What you need to do: Check each line of the entries for "unescape" and report the ones that have it.

** Provided information follows **

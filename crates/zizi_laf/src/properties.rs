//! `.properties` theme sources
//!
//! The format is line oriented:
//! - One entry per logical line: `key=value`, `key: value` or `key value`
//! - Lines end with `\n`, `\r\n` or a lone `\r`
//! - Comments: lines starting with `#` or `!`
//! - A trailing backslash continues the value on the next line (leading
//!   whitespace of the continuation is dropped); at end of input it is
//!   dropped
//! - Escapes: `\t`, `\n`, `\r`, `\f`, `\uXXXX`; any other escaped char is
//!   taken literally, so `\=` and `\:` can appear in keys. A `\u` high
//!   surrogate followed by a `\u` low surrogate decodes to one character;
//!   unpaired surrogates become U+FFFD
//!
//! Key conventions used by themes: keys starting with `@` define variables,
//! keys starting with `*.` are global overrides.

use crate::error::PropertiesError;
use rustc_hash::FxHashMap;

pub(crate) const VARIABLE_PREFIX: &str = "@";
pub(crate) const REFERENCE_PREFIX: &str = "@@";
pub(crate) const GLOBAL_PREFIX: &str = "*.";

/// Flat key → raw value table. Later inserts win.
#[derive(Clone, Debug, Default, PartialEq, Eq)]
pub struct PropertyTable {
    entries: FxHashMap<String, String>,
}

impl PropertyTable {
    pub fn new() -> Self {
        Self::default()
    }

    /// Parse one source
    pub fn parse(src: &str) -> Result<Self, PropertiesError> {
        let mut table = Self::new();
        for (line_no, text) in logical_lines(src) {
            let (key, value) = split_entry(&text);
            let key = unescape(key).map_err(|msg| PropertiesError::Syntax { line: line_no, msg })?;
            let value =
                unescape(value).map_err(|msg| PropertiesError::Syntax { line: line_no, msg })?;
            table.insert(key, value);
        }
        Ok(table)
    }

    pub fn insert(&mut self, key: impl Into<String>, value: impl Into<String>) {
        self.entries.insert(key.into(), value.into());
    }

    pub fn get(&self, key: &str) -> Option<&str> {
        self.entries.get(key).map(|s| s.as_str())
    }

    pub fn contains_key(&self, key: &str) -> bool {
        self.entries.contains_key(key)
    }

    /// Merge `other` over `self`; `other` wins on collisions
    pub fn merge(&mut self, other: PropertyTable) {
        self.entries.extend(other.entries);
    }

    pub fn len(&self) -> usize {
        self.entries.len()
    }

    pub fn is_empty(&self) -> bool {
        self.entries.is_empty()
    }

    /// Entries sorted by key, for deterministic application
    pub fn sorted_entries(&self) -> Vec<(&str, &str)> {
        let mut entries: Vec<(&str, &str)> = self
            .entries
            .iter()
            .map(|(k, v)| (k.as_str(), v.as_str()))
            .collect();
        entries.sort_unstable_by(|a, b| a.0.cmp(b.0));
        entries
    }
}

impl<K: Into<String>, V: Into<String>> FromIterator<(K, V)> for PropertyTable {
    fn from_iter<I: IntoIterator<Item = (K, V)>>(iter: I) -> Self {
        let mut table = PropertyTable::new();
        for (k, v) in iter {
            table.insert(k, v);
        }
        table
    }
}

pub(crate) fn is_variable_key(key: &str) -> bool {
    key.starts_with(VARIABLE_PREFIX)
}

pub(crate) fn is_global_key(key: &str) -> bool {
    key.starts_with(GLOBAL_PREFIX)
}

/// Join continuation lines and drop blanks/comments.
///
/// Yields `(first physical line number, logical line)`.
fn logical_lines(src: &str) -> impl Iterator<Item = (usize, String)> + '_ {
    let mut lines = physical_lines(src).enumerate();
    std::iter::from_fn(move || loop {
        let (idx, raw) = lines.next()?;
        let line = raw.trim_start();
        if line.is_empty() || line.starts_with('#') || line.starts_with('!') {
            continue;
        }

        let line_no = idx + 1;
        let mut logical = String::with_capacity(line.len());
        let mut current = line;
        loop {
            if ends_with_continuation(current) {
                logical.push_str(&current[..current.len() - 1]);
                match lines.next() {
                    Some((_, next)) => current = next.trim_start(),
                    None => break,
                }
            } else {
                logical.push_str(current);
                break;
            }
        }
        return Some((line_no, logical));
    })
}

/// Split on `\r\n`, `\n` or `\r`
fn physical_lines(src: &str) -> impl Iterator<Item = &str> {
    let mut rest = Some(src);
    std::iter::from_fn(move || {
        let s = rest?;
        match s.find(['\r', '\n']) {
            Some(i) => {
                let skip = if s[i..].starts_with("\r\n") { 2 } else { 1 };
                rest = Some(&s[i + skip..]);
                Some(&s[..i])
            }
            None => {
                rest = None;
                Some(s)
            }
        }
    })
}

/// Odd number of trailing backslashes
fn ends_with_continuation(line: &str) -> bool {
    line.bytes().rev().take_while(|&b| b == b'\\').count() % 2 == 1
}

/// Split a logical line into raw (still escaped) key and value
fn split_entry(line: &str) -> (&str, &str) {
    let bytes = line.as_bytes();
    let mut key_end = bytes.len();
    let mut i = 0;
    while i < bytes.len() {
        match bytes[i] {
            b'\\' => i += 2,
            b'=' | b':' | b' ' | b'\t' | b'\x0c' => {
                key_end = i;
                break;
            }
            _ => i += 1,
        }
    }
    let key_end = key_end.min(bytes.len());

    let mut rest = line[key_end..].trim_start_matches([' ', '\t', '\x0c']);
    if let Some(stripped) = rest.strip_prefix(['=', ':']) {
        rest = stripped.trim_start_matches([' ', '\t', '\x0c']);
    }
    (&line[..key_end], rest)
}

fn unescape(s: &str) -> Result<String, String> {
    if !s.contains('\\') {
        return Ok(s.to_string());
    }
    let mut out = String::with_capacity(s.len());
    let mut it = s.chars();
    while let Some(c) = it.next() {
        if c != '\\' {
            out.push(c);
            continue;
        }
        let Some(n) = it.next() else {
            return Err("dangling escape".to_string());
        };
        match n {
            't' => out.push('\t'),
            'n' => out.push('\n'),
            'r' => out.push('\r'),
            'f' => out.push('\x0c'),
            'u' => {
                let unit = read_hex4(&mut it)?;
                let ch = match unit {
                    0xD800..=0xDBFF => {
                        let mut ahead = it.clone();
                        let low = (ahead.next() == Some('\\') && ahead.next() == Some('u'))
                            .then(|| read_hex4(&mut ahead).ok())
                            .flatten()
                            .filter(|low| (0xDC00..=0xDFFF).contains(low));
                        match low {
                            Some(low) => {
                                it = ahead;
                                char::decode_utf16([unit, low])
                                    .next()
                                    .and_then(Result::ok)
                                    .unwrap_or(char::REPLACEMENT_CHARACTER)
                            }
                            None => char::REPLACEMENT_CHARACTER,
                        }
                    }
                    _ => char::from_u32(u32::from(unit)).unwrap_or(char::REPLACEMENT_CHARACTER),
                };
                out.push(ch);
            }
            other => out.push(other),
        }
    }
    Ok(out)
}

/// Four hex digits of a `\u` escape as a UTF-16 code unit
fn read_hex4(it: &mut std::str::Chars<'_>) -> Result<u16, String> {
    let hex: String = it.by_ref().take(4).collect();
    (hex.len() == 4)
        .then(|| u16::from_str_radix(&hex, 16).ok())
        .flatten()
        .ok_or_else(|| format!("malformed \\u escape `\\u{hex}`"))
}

** End of Provided information **

Answer area:
            let key = unescape(key).map_err(|msg| PropertiesError::Syntax { line: line_no, msg })?;
                unescape(value).map_err(|msg| PropertiesError::Syntax { line: line_no, msg })?;
fn unescape(s: &str) -> Result<String, String> {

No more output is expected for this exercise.